In this session with Erol Toker, founder of trykitt.ai, you’ll learn:
- How we discovered RevOps.
- How it completely changed our business metrics.
- How it changed our sales function for the better.
[Transcript] Get Ready For The End of Sales As We Know It
Although transcriptions are generally very accurate, just a friendly reminder that they could sometimes be incomplete or contain errors due to unclear audio or transcription inaccuracies.
Gary Amaral
You are lucky enough to be on my stage today. I’ll be hosting 10 amazing speakers, and we’re joined by our first one today, Erol Toker, multiple-time CEO, and co-founder most recently of trykitt.ai.
Erol, thank you so much for joining us really appreciate you taking the time, and I am really excited for your topic. So I’m gonna let you take it away and share what you have to share.
Erol Toker
Cool, yeah. Super excited to be here, I actually gave this talk once, and that’s actually–jumping right in, that’s actually the fun fact for today.
So hi everybody, I’m Erol, and I’m the founder of a couple of different companies. I’ve been working in the RevOps space for the last 10 years with different products.
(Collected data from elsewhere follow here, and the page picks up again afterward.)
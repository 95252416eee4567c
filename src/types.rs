//! Core data types for solar position and illuminance calculations.

use crate::error::check_cloud_cover;
use crate::math::floor;
use crate::{Error, Result};

/// Validated cloud coverage percentage (0 to 100).
///
/// # Example
/// ```
/// # use solar_illuminance::types::CloudCover;
/// let cover = CloudCover::new(62.5).unwrap();
/// assert_eq!(cover.percent(), 62.5);
/// assert_eq!(cover.fraction(), 0.625);
///
/// assert!(CloudCover::new(120.0).is_err());
/// ```
#[derive(Debug, Clone, Copy, PartialEq)]
pub struct CloudCover {
    /// Cloud coverage in percent (0 to 100)
    percent: f64,
}

impl CloudCover {
    /// Creates a new cloud cover from a percentage.
    ///
    /// # Errors
    /// Returns `InvalidCloudCover` for values outside 0 to 100.
    pub fn new(percent: f64) -> Result<Self> {
        check_cloud_cover(percent)?;
        Ok(Self { percent })
    }

    /// Completely clear sky (0% coverage).
    #[must_use]
    pub const fn clear() -> Self {
        Self { percent: 0.0 }
    }

    /// Fully overcast sky (100% coverage).
    #[must_use]
    pub const fn overcast() -> Self {
        Self { percent: 100.0 }
    }

    /// Gets the cloud coverage in percent.
    #[must_use]
    pub const fn percent(&self) -> f64 {
        self.percent
    }

    /// Gets the cloud coverage as a fraction in [0, 1].
    #[must_use]
    pub fn fraction(&self) -> f64 {
        self.percent / 100.0
    }
}

/// Sky-model coefficients selected from the clear-sky index.
///
/// The extinction coefficient attenuates the direct beam; the three sky
/// coefficients parameterize horizontal sky illuminance as
/// `A + B·sin(altitude)^C`. Exactly one tier applies to any clear-sky-index
/// value, and only the overcast tier has no extinction coefficient, which
/// forces direct illuminance to zero.
#[derive(Debug, Clone, Copy, PartialEq)]
pub struct CloudCoefficients {
    /// Extinction coefficient for the direct beam; `None` under overcast sky
    extinction: Option<f64>,
    /// Additive sky illuminance term (klx)
    sky_a: f64,
    /// Multiplicative sky illuminance term (klx)
    sky_b: f64,
    /// Exponent on the altitude sine
    sky_c: f64,
}

impl CloudCoefficients {
    /// Coefficients for clear sky (clear-sky index below 0.3).
    pub const CLEAR: Self = Self {
        extinction: Some(0.21),
        sky_a: 0.8,
        sky_b: 15.5,
        sky_c: 0.5,
    };

    /// Coefficients for partly clouded sky (clear-sky index below 0.8).
    pub const INTERMEDIATE: Self = Self {
        extinction: Some(0.8),
        sky_a: 0.3,
        sky_b: 45.0,
        sky_c: 1.0,
    };

    /// Coefficients for overcast sky (clear-sky index of 0.8 and above).
    pub const OVERCAST: Self = Self {
        extinction: None,
        sky_a: 0.3,
        sky_b: 21.0,
        sky_c: 1.0,
    };

    /// Selects the coefficient tier for a clear-sky index.
    #[must_use]
    pub fn for_clear_sky_index(clear_sky_index: f64) -> Self {
        if clear_sky_index < 0.3 {
            Self::CLEAR
        } else if clear_sky_index < 0.8 {
            Self::INTERMEDIATE
        } else {
            Self::OVERCAST
        }
    }

    /// Gets the extinction coefficient, or `None` under overcast sky.
    #[must_use]
    pub const fn extinction(&self) -> Option<f64> {
        self.extinction
    }

    /// Gets the additive sky illuminance coefficient.
    #[must_use]
    pub const fn sky_a(&self) -> f64 {
        self.sky_a
    }

    /// Gets the multiplicative sky illuminance coefficient.
    #[must_use]
    pub const fn sky_b(&self) -> f64 {
        self.sky_b
    }

    /// Gets the exponent applied to the altitude sine.
    #[must_use]
    pub const fn sky_c(&self) -> f64 {
        self.sky_c
    }
}

/// Hours since local midnight of the calculation day.
///
/// Used for sunrise/sunset times without the chrono dependency. Values below
/// 0.0 fall on the previous local day, values of 24.0 and above on the next.
///
/// # Example
/// ```
/// # use solar_illuminance::types::LocalHours;
/// let sunrise = LocalHours::from_hours(3.9954);
/// let (day_offset, hours) = sunrise.day_and_hours();
/// assert_eq!(day_offset, 0);
/// assert!((hours - 3.9954).abs() < 1e-10);
/// ```
#[derive(Debug, Clone, Copy, PartialEq)]
pub struct LocalHours(f64);

impl LocalHours {
    /// Creates a new `LocalHours` from hours since local midnight.
    #[must_use]
    pub const fn from_hours(hours: f64) -> Self {
        Self(hours)
    }

    /// Gets the raw hours value.
    ///
    /// Can be negative (previous day) or ≥ 24.0 (next day).
    #[must_use]
    pub const fn hours(&self) -> f64 {
        self.0
    }

    /// Gets the day offset and normalized hours (0.0 to < 24.0).
    #[must_use]
    pub fn day_and_hours(&self) -> (i32, f64) {
        let hours = self.0;
        if !hours.is_finite() {
            return (0, hours);
        }

        let mut day_offset_raw = floor(hours / 24.0);
        let mut normalized_hours = hours - day_offset_raw * 24.0;

        if normalized_hours < 0.0 {
            normalized_hours += 24.0;
            day_offset_raw -= 1.0;
        } else if normalized_hours >= 24.0 {
            normalized_hours -= 24.0;
            day_offset_raw += 1.0;
        }

        let day_offset = if day_offset_raw >= f64::from(i32::MAX) {
            i32::MAX
        } else if day_offset_raw <= f64::from(i32::MIN) {
            i32::MIN
        } else {
            day_offset_raw as i32
        };

        (day_offset, normalized_hours)
    }
}

/// Stage-ordered intermediate angles of the solar time alignment.
///
/// Each value is rounded to two decimals before the next stage consumes it;
/// the fields therefore hold exactly what the downstream stages saw.
#[derive(Debug, Clone, Copy, PartialEq)]
pub struct SolarAngles {
    /// Local standard time meridian (radians)
    pub(crate) local_standard_time_meridian: f64,
    /// Equation of time (radians)
    pub(crate) equation_of_time: f64,
    /// Time correction factor (radians)
    pub(crate) time_correction_factor: f64,
    /// Local solar time (hours)
    pub(crate) local_solar_time: f64,
    /// Hour angle (radians)
    pub(crate) hour_angle: f64,
    /// Declination angle (radians)
    pub(crate) declination: f64,
}

impl SolarAngles {
    /// Gets the local standard time meridian in radians.
    #[must_use]
    pub const fn local_standard_time_meridian(&self) -> f64 {
        self.local_standard_time_meridian
    }

    /// Gets the equation of time in radians.
    #[must_use]
    pub const fn equation_of_time(&self) -> f64 {
        self.equation_of_time
    }

    /// Gets the time correction factor in radians.
    #[must_use]
    pub const fn time_correction_factor(&self) -> f64 {
        self.time_correction_factor
    }

    /// Gets the local solar time in hours.
    #[must_use]
    pub const fn local_solar_time(&self) -> f64 {
        self.local_solar_time
    }

    /// Gets the hour angle in radians.
    #[must_use]
    pub const fn hour_angle(&self) -> f64 {
        self.hour_angle
    }

    /// Gets the declination angle in radians.
    #[must_use]
    pub const fn declination(&self) -> f64 {
        self.declination
    }
}

/// Sun position and day window for a single query.
///
/// The sunrise/sunset type parameter is [`LocalHours`] for the numeric API
/// and `chrono::DateTime<Tz>` for the chrono convenience API.
#[derive(Debug, Clone, PartialEq)]
pub struct SolarPosition<T> {
    /// Altitude above the horizon in degrees
    altitude: f64,
    /// Azimuth in degrees
    azimuth: f64,
    /// Local sunrise time
    sunrise: T,
    /// Local sunset time
    sunset: T,
    /// Whether the query instant lies strictly between sunrise and sunset
    sun_up: bool,
}

impl<T> SolarPosition<T> {
    /// Creates a new solar position.
    ///
    /// # Errors
    /// Returns `OutOfDomain` if altitude is outside -90° to +90° or azimuth
    /// is not finite.
    pub fn new(altitude: f64, azimuth: f64, sunrise: T, sunset: T, sun_up: bool) -> Result<Self> {
        if !(-90.0..=90.0).contains(&altitude) {
            return Err(Error::out_of_domain(
                "altitude must be between -90° and +90°",
            ));
        }
        if !azimuth.is_finite() {
            return Err(Error::out_of_domain("azimuth is not finite"));
        }
        Ok(Self {
            altitude,
            azimuth,
            sunrise,
            sunset,
            sun_up,
        })
    }

    /// Gets the altitude above the horizon in degrees.
    #[must_use]
    pub const fn altitude(&self) -> f64 {
        self.altitude
    }

    /// Gets the azimuth in degrees.
    #[must_use]
    pub const fn azimuth(&self) -> f64 {
        self.azimuth
    }

    /// Gets the local sunrise time.
    pub const fn sunrise(&self) -> &T {
        &self.sunrise
    }

    /// Gets the local sunset time.
    pub const fn sunset(&self) -> &T {
        &self.sunset
    }

    /// Checks whether the sun is up at the query instant.
    ///
    /// The window is open: the sunrise and sunset instants themselves count
    /// as "not up".
    #[must_use]
    pub const fn is_sun_up(&self) -> bool {
        self.sun_up
    }
}

/// Illuminance and irradiance estimates derived from one query.
///
/// The illuminance components are in kilolux except the combined daylight
/// illuminance, which is in lux; irradiance is in W/m².
#[derive(Debug, Clone, Copy, PartialEq)]
pub struct Illuminance {
    /// Extraterrestrial illuminance (klx)
    pub(crate) extraterrestrial: f64,
    /// Relative air mass along the beam path
    pub(crate) air_mass: f64,
    /// Clear-sky index estimated from cloud coverage
    pub(crate) clear_sky_index: f64,
    /// Direct beam illuminance (klx)
    pub(crate) direct: f64,
    /// Direct illuminance projected on the horizontal plane (klx)
    pub(crate) horizontal: f64,
    /// Diffuse sky illuminance on the horizontal plane (klx)
    pub(crate) horizontal_sky: f64,
    /// Combined outdoor daylight illuminance (lx); zero when the sun is down
    pub(crate) daylight: i64,
    /// Clear-sky irradiance (W/m²)
    pub(crate) clear_sky_irradiance: f64,
    /// Cloud-adjusted irradiance (W/m²)
    pub(crate) cloud_adjusted_irradiance: f64,
}

impl Illuminance {
    /// Gets the extraterrestrial illuminance in kilolux.
    #[must_use]
    pub const fn extraterrestrial(&self) -> f64 {
        self.extraterrestrial
    }

    /// Gets the relative air mass.
    #[must_use]
    pub const fn air_mass(&self) -> f64 {
        self.air_mass
    }

    /// Gets the clear-sky index.
    #[must_use]
    pub const fn clear_sky_index(&self) -> f64 {
        self.clear_sky_index
    }

    /// Gets the direct beam illuminance in kilolux.
    #[must_use]
    pub const fn direct(&self) -> f64 {
        self.direct
    }

    /// Gets the horizontal illuminance in kilolux.
    #[must_use]
    pub const fn horizontal(&self) -> f64 {
        self.horizontal
    }

    /// Gets the horizontal sky illuminance in kilolux.
    #[must_use]
    pub const fn horizontal_sky(&self) -> f64 {
        self.horizontal_sky
    }

    /// Gets the combined daylight illuminance in lux.
    ///
    /// Zero whenever the sun is down.
    #[must_use]
    pub const fn daylight(&self) -> i64 {
        self.daylight
    }

    /// Gets the clear-sky irradiance in W/m².
    #[must_use]
    pub const fn clear_sky_irradiance(&self) -> f64 {
        self.clear_sky_irradiance
    }

    /// Gets the cloud-adjusted irradiance in W/m².
    #[must_use]
    pub const fn cloud_adjusted_irradiance(&self) -> f64 {
        self.cloud_adjusted_irradiance
    }
}

/// Combined result of the single query operation: the sun's position and the
/// illuminance estimates derived from it.
#[derive(Debug, Clone, PartialEq)]
pub struct DaylightReport<T> {
    /// Sun position and day window
    position: SolarPosition<T>,
    /// Illuminance and irradiance estimates
    illuminance: Illuminance,
}

impl<T> DaylightReport<T> {
    /// Creates a report from its two halves.
    #[must_use]
    pub const fn new(position: SolarPosition<T>, illuminance: Illuminance) -> Self {
        Self {
            position,
            illuminance,
        }
    }

    /// Gets the solar position half of the report.
    pub const fn position(&self) -> &SolarPosition<T> {
        &self.position
    }

    /// Gets the illuminance half of the report.
    pub const fn illuminance(&self) -> &Illuminance {
        &self.illuminance
    }

    /// Splits the report into its two halves.
    pub fn into_parts(self) -> (SolarPosition<T>, Illuminance) {
        (self.position, self.illuminance)
    }
}

#[cfg(test)]
mod tests {
    use super::*;

    #[test]
    fn test_cloud_cover_validation() {
        let cover = CloudCover::new(62.5).unwrap();
        assert_eq!(cover.percent(), 62.5);
        assert_eq!(cover.fraction(), 0.625);

        assert_eq!(CloudCover::clear().percent(), 0.0);
        assert_eq!(CloudCover::overcast().percent(), 100.0);

        assert!(CloudCover::new(-0.1).is_err());
        assert!(CloudCover::new(100.1).is_err());
        assert!(CloudCover::new(f64::NAN).is_err());
    }

    #[test]
    fn test_coefficient_tiers() {
        let clear = CloudCoefficients::for_clear_sky_index(0.0);
        assert_eq!(clear, CloudCoefficients::CLEAR);
        assert_eq!(clear.extinction(), Some(0.21));
        assert_eq!(clear.sky_b(), 15.5);

        let mid = CloudCoefficients::for_clear_sky_index(0.3);
        assert_eq!(mid, CloudCoefficients::INTERMEDIATE);
        assert_eq!(mid.extinction(), Some(0.8));
        assert_eq!(mid.sky_b(), 45.0);

        let overcast = CloudCoefficients::for_clear_sky_index(0.8);
        assert_eq!(overcast, CloudCoefficients::OVERCAST);
        assert_eq!(overcast.extinction(), None);
        assert_eq!(overcast.sky_b(), 21.0);
    }

    #[test]
    fn test_coefficient_tier_boundaries_are_half_open() {
        assert_eq!(
            CloudCoefficients::for_clear_sky_index(0.29),
            CloudCoefficients::CLEAR
        );
        assert_eq!(
            CloudCoefficients::for_clear_sky_index(0.79),
            CloudCoefficients::INTERMEDIATE
        );
        assert_eq!(
            CloudCoefficients::for_clear_sky_index(1.0),
            CloudCoefficients::OVERCAST
        );
    }

    #[test]
    fn test_local_hours_day_and_hours() {
        let (day, hours) = LocalHours::from_hours(3.5).day_and_hours();
        assert_eq!(day, 0);
        assert!((hours - 3.5).abs() < 1e-10);

        let (day, hours) = LocalHours::from_hours(25.5).day_and_hours();
        assert_eq!(day, 1);
        assert!((hours - 1.5).abs() < 1e-10);

        let (day, hours) = LocalHours::from_hours(-0.5).day_and_hours();
        assert_eq!(day, -1);
        assert!((hours - 23.5).abs() < 1e-10);
    }

    #[test]
    fn test_solar_position_accessors() {
        let position = SolarPosition::new(
            65.28,
            178.86,
            LocalHours::from_hours(3.99),
            LocalHours::from_hours(20.08),
            true,
        )
        .unwrap();
        assert_eq!(position.altitude(), 65.28);
        assert_eq!(position.azimuth(), 178.86);
        assert!(position.is_sun_up());
        assert!(position.sunrise().hours() < position.sunset().hours());
    }

    #[test]
    fn test_solar_position_validation() {
        let sunrise = LocalHours::from_hours(4.0);
        let sunset = LocalHours::from_hours(20.0);
        assert!(SolarPosition::new(91.0, 180.0, sunrise, sunset, true).is_err());
        assert!(SolarPosition::new(45.0, f64::NAN, sunrise, sunset, true).is_err());
    }
}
My interesting fact, kicking this off, was I actually gave this presentation as one of the main event main stage talks last year, and it went really really well until we got to the Q&A I gave, I sucked the air out of the room a little bit because I didn’t have a good answer for something that somebody asked about, “well, where’s RevOps headed?”
But I think I’m really well prepared, and you know, being the first one on stage, I’m gonna try to breathe some life into you guys and hopefully have a really good Q&A.
So, the origin of my talk, like how did I get to this point? Just to sum up really simply, the first company I ran, we did everything right. All the metrics looked excellent, we raised the series A, and then my life got worse. Like a lot worse.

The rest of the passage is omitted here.